• _Material supplied_:

Segment Open

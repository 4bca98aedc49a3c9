//! Denormalized counters kept coherent with the ledger via conditional
//! arithmetic only, never read-modify-write from application memory.

use serde::{Deserialize, Serialize};

use crate::store::{Item, PutCondition, StoreAdapter, UpdateCondition, UpdateExpr};

pub fn sponsor_pk(sponsor_id: &str) -> String {
    format!("SPONSOR#{sponsor_id}")
}

pub fn student_pk(student_id: &str) -> String {
    format!("STUDENT#{student_id}")
}

pub const SPONSOR_AGGREGATE_SK: &str = "AGGREGATE";

pub fn sponsor_student_aggregate_sk(sponsor_id: &str) -> String {
    format!("AGG#SPONSOR#{sponsor_id}")
}

pub fn budget_sk(sponsor_id: &str, category: &str) -> String {
    format!("BUDGET#SPONSOR#{sponsor_id}#CATEGORY#{category}")
}

#[derive(Debug, Clone, Copy, Default, Serialize, Deserialize)]
pub struct SponsorAggregate {
    pub approved_total_cents: i64,
    pub allocated_total_cents: i64,
    pub available_total_cents: i64,
}

impl SponsorAggregate {
    pub fn from_item(item: &Item) -> Self {
        Self {
            approved_total_cents: item.get_i64("approved_total_cents").unwrap_or(0),
            allocated_total_cents: item.get_i64("allocated_total_cents").unwrap_or(0),
            available_total_cents: item.get_i64("available_total_cents").unwrap_or(0),
        }
    }
}

#[derive(Debug, Clone, Copy, Default, Serialize, Deserialize)]
pub struct SponsorStudentAggregate {
    pub allocated_total_cents: i64,
}

#[derive(Debug, Clone, Copy, Default, Serialize, Deserialize)]
pub struct Budget {
    pub allocated_total_cents: i64,
    pub used_total_cents: i64,
}

impl Budget {
    pub fn from_item(item: &Item) -> Self {
        Self {
            allocated_total_cents: item.get_i64("allocated_total_cents").unwrap_or(0),
            used_total_cents: item.get_i64("used_total_cents").unwrap_or(0),
        }
    }

    pub fn available(self) -> i64 {
        self.allocated_total_cents - self.used_total_cents
    }
}

/// Seed the sponsor aggregate row with zeroed counters if absent. Best
/// effort: a `ConditionFailed` here just means another writer got there
/// first, which is fine since the row already exists.
pub async fn seed_sponsor_aggregate<S: StoreAdapter>(store: &S, sponsor_id: &str) -> crate::Result<()> {
    let item = Item::new(sponsor_pk(sponsor_id), SPONSOR_AGGREGATE_SK)
        .with("approved_total_cents", 0)
        .with("allocated_total_cents", 0)
        .with("available_total_cents", 0);
    match store.put(item, Some(PutCondition::AttributeNotExists)).await {
        Ok(()) => Ok(()),
        Err(crate::store::StoreError::ConditionFailed { .. }) => Ok(()),
        Err(e) => Err(e.into()),
    }
}

pub async fn load_sponsor_aggregate<S: StoreAdapter>(
    store: &S,
    sponsor_id: &str,
) -> crate::Result<Option<SponsorAggregate>> {
    let item = store.get(&sponsor_pk(sponsor_id), SPONSOR_AGGREGATE_SK).await?;
    Ok(item.map(|i| SponsorAggregate::from_item(&i)))
}

/// Approve credit: `approved_total_cents += amount`, `available_total_cents += amount`.
pub async fn credit_sponsor_approved<S: StoreAdapter>(
    store: &S,
    sponsor_id: &str,
    amount_cents: i64,
) -> crate::Result<SponsorAggregate> {
    let item = store
        .update(
            &sponsor_pk(sponsor_id),
            SPONSOR_AGGREGATE_SK,
            vec![
                UpdateExpr::Incr { field: "approved_total_cents".into(), by: amount_cents },
                UpdateExpr::Incr { field: "available_total_cents".into(), by: amount_cents },
            ],
            None,
        )
        .await?;
    Ok(SponsorAggregate::from_item(&item))
}

/// Allocation: `allocated_total_cents += amount`, `available_total_cents -= amount`.
pub async fn apply_allocation<S: StoreAdapter>(
    store: &S,
    sponsor_id: &str,
    amount_cents: i64,
) -> crate::Result<SponsorAggregate> {
    let item = store
        .update(
            &sponsor_pk(sponsor_id),
            SPONSOR_AGGREGATE_SK,
            vec![
                UpdateExpr::Incr { field: "allocated_total_cents".into(), by: amount_cents },
                UpdateExpr::Incr { field: "available_total_cents".into(), by: -amount_cents },
            ],
            None,
        )
        .await?;
    Ok(SponsorAggregate::from_item(&item))
}

/// Reversal: symmetric undo of [`apply_allocation`] for the amount actually
/// drained from lots, keeping `available = approved - allocated` intact.
pub async fn apply_reversal<S: StoreAdapter>(
    store: &S,
    sponsor_id: &str,
    amount_cents: i64,
) -> crate::Result<SponsorAggregate> {
    apply_allocation(store, sponsor_id, -amount_cents).await
}

pub async fn incr_sponsor_student_aggregate<S: StoreAdapter>(
    store: &S,
    student_id: &str,
    sponsor_id: &str,
    delta_cents: i64,
) -> crate::Result<SponsorStudentAggregate> {
    let item = store
        .update(
            &student_pk(student_id),
            &sponsor_student_aggregate_sk(sponsor_id),
            vec![UpdateExpr::Incr { field: "allocated_total_cents".into(), by: delta_cents }],
            None,
        )
        .await?;
    Ok(SponsorStudentAggregate {
        allocated_total_cents: item.get_i64("allocated_total_cents").unwrap_or(0),
    })
}

/// Extracts the category out of a budget sort key
/// (`BUDGET#SPONSOR#{sponsorId}#CATEGORY#{category}`), since a student's
/// budgets must be scanned by category across every funding sponsor.
fn parse_budget_sk(sk: &str) -> Option<(&str, &str)> {
    let rest = sk.strip_prefix("BUDGET#SPONSOR#")?;
    let (sponsor_id, rest) = rest.split_once("#CATEGORY#")?;
    Some((sponsor_id, rest))
}

/// Sums `allocated - used` across every sponsor's budget row for a student
/// in one category: the availability figure prepare/confirm compute.
pub async fn sum_available_for_category<S: StoreAdapter>(
    store: &S,
    student_id: &str,
    category: &str,
) -> crate::Result<i64> {
    let page = store
        .query(&student_pk(student_id), "BUDGET#", crate::store::QueryOpts::default())
        .await?;
    let total = page
        .items
        .iter()
        .filter(|item| parse_budget_sk(&item.sk).map(|(_, cat)| cat == category).unwrap_or(false))
        .map(|item| Budget::from_item(item).available())
        .sum();
    Ok(total)
}

/// Every `(sponsor_id, Budget)` row for a student in one category, used by
/// refund's optional budget-restoring semantics (spec §9 Open Question).
pub async fn list_budgets_for_category<S: StoreAdapter>(
    store: &S,
    student_id: &str,
    category: &str,
) -> crate::Result<Vec<(String, Budget)>> {
    let page = store
        .query(&student_pk(student_id), "BUDGET#", crate::store::QueryOpts::default())
        .await?;
    Ok(page
        .items
        .iter()
        .filter_map(|item| {
            let (sponsor_id, cat) = parse_budget_sk(&item.sk)?;
            (cat == category).then(|| (sponsor_id.to_string(), Budget::from_item(item)))
        })
        .collect())
}

/// `used_total_cents -= amount`, guarded so it never goes negative.
pub async fn decr_budget_used<S: StoreAdapter>(
    store: &S,
    student_id: &str,
    sponsor_id: &str,
    category: &str,
    amount_cents: i64,
) -> crate::Result<Budget> {
    let item = store
        .update(
            &student_pk(student_id),
            &budget_sk(sponsor_id, category),
            vec![UpdateExpr::Incr { field: "used_total_cents".into(), by: -amount_cents }],
            Some(UpdateCondition::FieldAtLeast {
                field: "used_total_cents".into(),
                minimum: amount_cents,
            }),
        )
        .await?;
    Ok(Budget::from_item(&item))
}

pub async fn load_budget<S: StoreAdapter>(
    store: &S,
    student_id: &str,
    sponsor_id: &str,
    category: &str,
) -> crate::Result<Option<Budget>> {
    let item = store
        .get(&student_pk(student_id), &budget_sk(sponsor_id, category))
        .await?;
    Ok(item.map(|i| Budget::from_item(&i)))
}

/// `allocated_total_cents += amount`, creating the row with zero
/// `used_total_cents` if absent, per spec §4.6 step 5.
pub async fn incr_budget_allocated<S: StoreAdapter>(
    store: &S,
    student_id: &str,
    sponsor_id: &str,
    category: &str,
    amount_cents: i64,
) -> crate::Result<Budget> {
    let item = store
        .update(
            &student_pk(student_id),
            &budget_sk(sponsor_id, category),
            vec![
                UpdateExpr::Incr { field: "allocated_total_cents".into(), by: amount_cents },
                UpdateExpr::Incr { field: "used_total_cents".into(), by: 0 },
            ],
            None,
        )
        .await?;
    Ok(Budget::from_item(&item))
}

/// `used_total_cents += take`, guarded by `allocated_total_cents >= take` (the
/// store can only compare a field against a constant, not against another
/// field). This alone does not bound `used` by `allocated`; callers must
/// first size `take` against the real remaining lot capacity, which is what
/// keeps a racing confirm from over-consuming the budget.
pub async fn incr_budget_used<S: StoreAdapter>(
    store: &S,
    student_id: &str,
    sponsor_id: &str,
    category: &str,
    take_cents: i64,
) -> crate::Result<Budget> {
    let item = store
        .update(
            &student_pk(student_id),
            &budget_sk(sponsor_id, category),
            vec![UpdateExpr::Incr { field: "used_total_cents".into(), by: take_cents }],
            Some(UpdateCondition::FieldAtLeast {
                field: "allocated_total_cents".into(),
                minimum: take_cents,
            }),
        )
        .await?;
    Ok(Budget::from_item(&item))
}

Segment Closed

• _Work to be completed_: Could you copy every line in the records that holds "ConditionFailed"?

• _Solution_:
/// effort: a `ConditionFailed` here just means another writer got there
        Err(crate::store::StoreError::ConditionFailed { .. }) => Ok(()),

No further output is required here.